Podemos ser asesinados, morir en un accidente o enfermos en casa, en paz o salvajemente, incluso suicidarnos, ¿pero acaso no podemos, mediando una enfermedad terminal e insufrible y protocolos serios, morir voluntaria y dignamente? Es lo que clama hoy la chilena Paula Núñez, de 19 años, cuya familia subió un video donde ella aparece a duras penas pidiendo —implorando, más bien— que se le conceda morir asistidamente ante las convulsiones y el sufrimiento sin pausa y sin salida a los que su enfermedad la enfrenta. No tomar en serio ese dolor, ese proceso familiar, desatenderlo con arrogancia porque “todos conocen cuál es la postura del presidente”, como si por lo demás se tratara de Sócrates, es de una prepotencia casi sádica. Que Pérez recapacite: es vocera política, no un parlante acrítico. Que oiga a sus socios de Evópoli, que se han mostrado abiertos en esto.

La diputada Maite Orsini (RD) expuso respecto a la eutanasia un punto clave: “No permitirla cuando tan justificadamente se la solicita no es sólo un error en nuestra legislación. Es también una falta tremenda de empatía con el que sufre”. Empatía: de eso se trata. Por lo demás, como escribe Mario Bellatin en ese canto sutil y a la vez demoledoramente convincente a favor de la eutanasia que es su novela Salón de belleza, “de dónde nos han enseñado que socorrer al desvalido equivale a apartarlo de las garras de la muerte a cualquier precio”.

El problema empieza, tal vez, cuando el mundo contemporáneo fondea la muerte —si pudiera la negaría—. Pero dadas ciertas circunstancias, lo que cabe es ser promuerte. El historiador francés Philippe Ariès escribió Morir en Occidente, un libro asombroso que repasa las formas humanas de enfrentar la muerte desde el año mil hasta el siglo XX. Promediando la Edad Media, cuenta, el hombre occidental deja de morir como parte de un destino colectivo y “se reconoce a sí mismo en su muerte: ha descubierto la muerte propia”. Muere por su cuenta. Descontados torturas y credos, nada le impidió al ser humano morir cuando tocaba su hora. Eso hasta hoy en que la moralina provida, la tecnología médica y el negocete hospitalario se conjugan en un arma de doble filo que tanto puede salvar vidas como estropear muertes, alargándolas insensatamente. Es la moral de la sonda, un todo vale vitalista muy maléfico.

Ahora que llegó el otoño, la estación que con sus hojas secas nos recuerda que todo lo que nace muere, que tan misteriosamente como comienza la vida se acaba, cabe preguntarse: ¿hasta la propia muerte nos arrebatarán?

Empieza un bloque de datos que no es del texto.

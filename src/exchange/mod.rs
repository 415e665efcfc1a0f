//! Exchange integrations.
//!
//! - `ClobClient`: authenticated REST client for live trading
//! - `PaperExchange`: simulated venue kept in the shared store
//! - `MockExchange`: in-memory scripted venue for tests

mod client;
pub mod mock;
mod paper;
mod traits;
mod types;

pub use client::ClobClient;
pub use mock::{MockExchange, SubmitScript};
pub use paper::PaperExchange;
#[cfg(test)]
pub use traits::MockExchangeClient;
pub use traits::{with_timeout, ExchangeClient};
pub use types::*;
pub use audit::{Discrepancy, ShadowFill, WorkerHeartbeat};
pub use intents::IntentCounts;
pub use orders::OrderAttempt;
pub use paper::{PaperFillRow, PaperOrderRow};
pub use positions::ClosedSummary;
pub use risk::{MarketRiskState, StrategyRiskState};

pub(crate) use intents::{claim_next_intent, finish_intent, insert_intent};
pub(crate) use orders::{
    count_inflight_entries, count_inflight_entries_for_market, has_open_exit_order, insert_fill,
    insert_order, load_order, record_fill_progress, transition_order,
};
pub(crate) use positions::{
    begin_closing, count_positions, count_positions_in_market, delete_position, insert_closed,
    insert_position, load_position, reopen_position, update_position,
};
pub(crate) use market::{latest_price, load_market};
pub(crate) use risk::{load_market_risk, load_strategy_risk, save_market_risk, save_strategy_risk};

use anyhow::{Context, Result};
use chrono::{DateTime, SecondsFormat, Utc};
use rusqlite::types::Type;
use rusqlite::{Connection, Row, Transaction, TransactionBehavior};
use rust_decimal::Decimal;
use std::path::Path;
use std::str::FromStr;
use std::time::Duration;
use tracing::{debug, info};

/// Handle to the shared store.
pub struct Store {
    conn: Connection,
}

impl Store {
    /// Open (creating if needed) the store at `db_path`.
    pub fn open<P: AsRef<Path>>(db_path: P) -> Result<Self> {
        let path = db_path.as_ref();
        if let Some(parent) = path.parent() {
            if !parent.as_os_str().is_empty() {
                std::fs::create_dir_all(parent)
                    .with_context(|| format!("Failed to create database directory {:?}", parent))?;
            }
        }

        let conn = Connection::open(path)
            .with_context(|| format!("Failed to open database at {:?}", path))?;

        let store = Self { conn };
        store.configure()?;
        store.init_schema()?;

        info!("Store opened at {:?}", path);
        Ok(store)
    }

    /// Private in-memory store, for tests and dry runs.
    pub fn in_memory() -> Result<Self> {
        let conn = Connection::open_in_memory().context("Failed to open in-memory database")?;
        let store = Self { conn };
        store.configure()?;
        store.init_schema()?;
        Ok(store)
    }

    fn configure(&self) -> Result<()> {
        self.conn.busy_timeout(Duration::from_secs(5))?;
        let mode: String =
            self.conn
                .pragma_update_and_check(None, "journal_mode", "WAL", |row| row.get(0))?;
        self.conn.pragma_update(None, "foreign_keys", true)?;
        self.conn.pragma_update(None, "synchronous", "NORMAL")?;
        debug!(journal_mode = %mode, "Store connection configured");
        Ok(())
    }

    /// Initialize database schema.
    fn init_schema(&self) -> Result<()> {
        self.conn.execute_batch(
            r#"
            -- Market reference data (ingestion-owned)
            CREATE TABLE IF NOT EXISTS markets (
                market_id TEXT PRIMARY KEY,
                question TEXT NOT NULL DEFAULT '',
                tags TEXT NOT NULL DEFAULT '[]',
                outcome_tokens TEXT NOT NULL DEFAULT '[]',
                resolves_at TEXT,
                active INTEGER NOT NULL DEFAULT 1
            );

            -- Price observations (ingestion-owned, append-only)
            CREATE TABLE IF NOT EXISTS price_observations (
                id INTEGER PRIMARY KEY AUTOINCREMENT,
                market_id TEXT NOT NULL,
                outcome INTEGER NOT NULL,
                ts TEXT NOT NULL,
                price TEXT NOT NULL,
                volume_usd TEXT NOT NULL DEFAULT '0'
            );
            CREATE INDEX IF NOT EXISTS idx_prices_outcome_ts ON price_observations(market_id, outcome, ts);
            CREATE INDEX IF NOT EXISTS idx_prices_ts ON price_observations(ts);

            -- Trade intents
            CREATE TABLE IF NOT EXISTS trade_intents (
                id INTEGER PRIMARY KEY AUTOINCREMENT,
                strategy TEXT NOT NULL,
                market_id TEXT NOT NULL,
                outcome INTEGER NOT NULL,
                kind TEXT NOT NULL,
                side TEXT NOT NULL,
                size_usd TEXT,
                quantity TEXT,
                exit_reason TEXT,
                signal_price TEXT NOT NULL,
                avg_price TEXT,
                dislocation TEXT,
                reason TEXT NOT NULL,
                status TEXT NOT NULL,
                order_id INTEGER,
                note TEXT,
                claimed_by TEXT,
                claimed_at TEXT,
                created_at TEXT NOT NULL,
                expires_at TEXT NOT NULL
            );
            CREATE INDEX IF NOT EXISTS idx_intents_queue ON trade_intents(strategy, status, created_at, id);
            CREATE INDEX IF NOT EXISTS idx_intents_outcome ON trade_intents(strategy, market_id, outcome, status);

            -- Strategy orders
            CREATE TABLE IF NOT EXISTS strategy_orders (
                id INTEGER PRIMARY KEY AUTOINCREMENT,
                strategy TEXT NOT NULL,
                market_id TEXT NOT NULL,
                outcome INTEGER NOT NULL,
                token_id TEXT NOT NULL,
                kind TEXT NOT NULL,
                quantity TEXT NOT NULL,
                limit_price TEXT NOT NULL,
                status TEXT NOT NULL,
                paper INTEGER NOT NULL,
                intent_id INTEGER NOT NULL UNIQUE REFERENCES trade_intents(id),
                client_order_id TEXT NOT NULL UNIQUE,
                exchange_order_id TEXT,
                filled_quantity TEXT NOT NULL DEFAULT '0',
                attempts INTEGER NOT NULL DEFAULT 0,
                next_attempt_at TEXT,
                unknown_outcome INTEGER NOT NULL DEFAULT 0,
                last_error TEXT,
                last_fill_at TEXT,
                metadata TEXT NOT NULL DEFAULT '{}',
                created_at TEXT NOT NULL,
                updated_at TEXT NOT NULL
            );
            CREATE INDEX IF NOT EXISTS idx_orders_status ON strategy_orders(strategy, status, paper, id);
            CREATE INDEX IF NOT EXISTS idx_orders_outcome ON strategy_orders(strategy, market_id, outcome, status);

            -- Fills (append-only)
            CREATE TABLE IF NOT EXISTS fills (
                id INTEGER PRIMARY KEY AUTOINCREMENT,
                order_id INTEGER NOT NULL REFERENCES strategy_orders(id) ON DELETE CASCADE,
                exchange_fill_id TEXT NOT NULL UNIQUE,
                quantity TEXT NOT NULL,
                price TEXT NOT NULL,
                ts TEXT NOT NULL,
                paper INTEGER NOT NULL
            );
            CREATE INDEX IF NOT EXISTS idx_fills_order ON fills(order_id);

            -- Position ledger
            CREATE TABLE IF NOT EXISTS positions (
                id INTEGER PRIMARY KEY AUTOINCREMENT,
                strategy TEXT NOT NULL,
                market_id TEXT NOT NULL,
                outcome INTEGER NOT NULL,
                quantity TEXT NOT NULL,
                avg_price TEXT NOT NULL,
                opened_at TEXT NOT NULL,
                entry_dislocation TEXT,
                entry_quantity TEXT NOT NULL,
                exit_quantity TEXT NOT NULL,
                exit_notional TEXT NOT NULL,
                realized_pnl TEXT NOT NULL,
                max_adverse TEXT NOT NULL,
                max_favourable TEXT NOT NULL,
                status TEXT NOT NULL,
                exit_reason TEXT,
                paper INTEGER NOT NULL,
                version INTEGER NOT NULL,
                updated_at TEXT NOT NULL,
                UNIQUE(strategy, market_id, outcome)
            );

            -- Closed position history (immutable)
            CREATE TABLE IF NOT EXISTS closed_positions (
                id INTEGER PRIMARY KEY AUTOINCREMENT,
                strategy TEXT NOT NULL,
                market_id TEXT NOT NULL,
                outcome INTEGER NOT NULL,
                direction INTEGER NOT NULL,
                entry_price TEXT NOT NULL,
                entry_at TEXT NOT NULL,
                exit_price TEXT NOT NULL,
                exit_at TEXT NOT NULL,
                size TEXT NOT NULL,
                entry_dislocation TEXT,
                exit_reason TEXT NOT NULL,
                realized_pnl TEXT NOT NULL,
                paper INTEGER NOT NULL
            );
            CREATE INDEX IF NOT EXISTS idx_closed_strategy ON closed_positions(strategy, exit_at);
            CREATE INDEX IF NOT EXISTS idx_closed_market ON closed_positions(strategy, market_id);

            -- Risk state
            CREATE TABLE IF NOT EXISTS risk_strategy (
                strategy TEXT PRIMARY KEY,
                day TEXT NOT NULL,
                daily_realized_pnl TEXT NOT NULL,
                breaker_until TEXT,
                breaker_reason TEXT,
                updated_at TEXT NOT NULL
            );

            CREATE TABLE IF NOT EXISTS risk_markets (
                strategy TEXT NOT NULL,
                market_id TEXT NOT NULL,
                loss_streak INTEGER NOT NULL DEFAULT 0,
                banned_until TEXT,
                ban_reason TEXT,
                last_close_at TEXT,
                cumulative_pnl TEXT NOT NULL DEFAULT '0',
                updated_at TEXT NOT NULL,
                PRIMARY KEY (strategy, market_id)
            );

            -- Shadow-mode hypothetical fills
            CREATE TABLE IF NOT EXISTS shadow_fills (
                id INTEGER PRIMARY KEY AUTOINCREMENT,
                strategy TEXT NOT NULL,
                market_id TEXT NOT NULL,
                outcome INTEGER NOT NULL,
                side TEXT NOT NULL,
                ts TEXT NOT NULL,
                size TEXT NOT NULL,
                signal_price TEXT NOT NULL,
                sim_entry_price TEXT NOT NULL,
                avg_price TEXT,
                dislocation TEXT,
                intent_id INTEGER,
                notes TEXT
            );
            CREATE INDEX IF NOT EXISTS idx_shadow_strategy ON shadow_fills(strategy, ts);

            -- Simulated exchange book (paper trading)
            CREATE TABLE IF NOT EXISTS paper_orders (
                exchange_order_id TEXT PRIMARY KEY,
                client_order_id TEXT NOT NULL UNIQUE,
                account TEXT NOT NULL,
                market_id TEXT NOT NULL,
                outcome INTEGER NOT NULL,
                token_id TEXT NOT NULL,
                quantity TEXT NOT NULL,
                limit_price TEXT NOT NULL,
                status TEXT NOT NULL,
                created_at TEXT NOT NULL
            );

            CREATE TABLE IF NOT EXISTS paper_fills (
                fill_id TEXT PRIMARY KEY,
                exchange_order_id TEXT NOT NULL REFERENCES paper_orders(exchange_order_id),
                account TEXT NOT NULL,
                market_id TEXT NOT NULL,
                outcome INTEGER NOT NULL,
                quantity TEXT NOT NULL,
                price TEXT NOT NULL,
                ts TEXT NOT NULL
            );
            CREATE INDEX IF NOT EXISTS idx_paper_fills_order ON paper_fills(exchange_order_id, ts);

            -- Worker liveness
            CREATE TABLE IF NOT EXISTS worker_heartbeats (
                worker TEXT PRIMARY KEY,
                pid INTEGER NOT NULL,
                host TEXT NOT NULL,
                started_at TEXT NOT NULL,
                last_seen TEXT NOT NULL,
                cycles INTEGER NOT NULL DEFAULT 0,
                last_error TEXT
            );

            -- Ledger vs exchange mismatches awaiting review
            CREATE TABLE IF NOT EXISTS reconciliation_discrepancies (
                id INTEGER PRIMARY KEY AUTOINCREMENT,
                strategy TEXT NOT NULL,
                market_id TEXT NOT NULL,
                outcome INTEGER NOT NULL,
                ledger_quantity TEXT NOT NULL,
                exchange_quantity TEXT NOT NULL,
                detected_at TEXT NOT NULL,
                note TEXT
            );
            CREATE INDEX IF NOT EXISTS idx_discrepancies_strategy ON reconciliation_discrepancies(strategy, detected_at);
            "#,
        )?;

        debug!("Database schema initialized");
        Ok(())
    }

    pub fn conn(&self) -> &Connection {
        &self.conn
    }

    /// Start a write transaction that takes the database write lock up front.
    ///
    /// Every read inside it sees a state no other writer can change before
    /// commit, which is what the position merge and intent claim rely on.
    pub fn write_tx(&mut self) -> Result<Transaction<'_>> {
        self.conn
            .transaction_with_behavior(TransactionBehavior::Immediate)
            .context("Failed to begin write transaction")
    }
}

// ==================== Column codecs ====================

/// Timestamps are stored as fixed-precision RFC 3339 UTC so that string
/// order equals time order.
pub(crate) fn ts_to_sql(ts: DateTime<Utc>) -> String {
    ts.to_rfc3339_opts(SecondsFormat::Micros, true)
}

“Se está / como en otoño / las hojas / en los árboles”, dice un poema de Giuseppe Ungaretti referido a la guerra. La guerra que libra un enfermo agónico contra sí mismo no es ajena a ese estado: es un enfrentamiento sin sentido y sin cuartel que a veces simplemente no se quiere dar. Cuando se está a punto de caer, un viento que empuje todo no sólo no tiene nada de malo, sino que es deseable y lícito: que todo termine, y ya.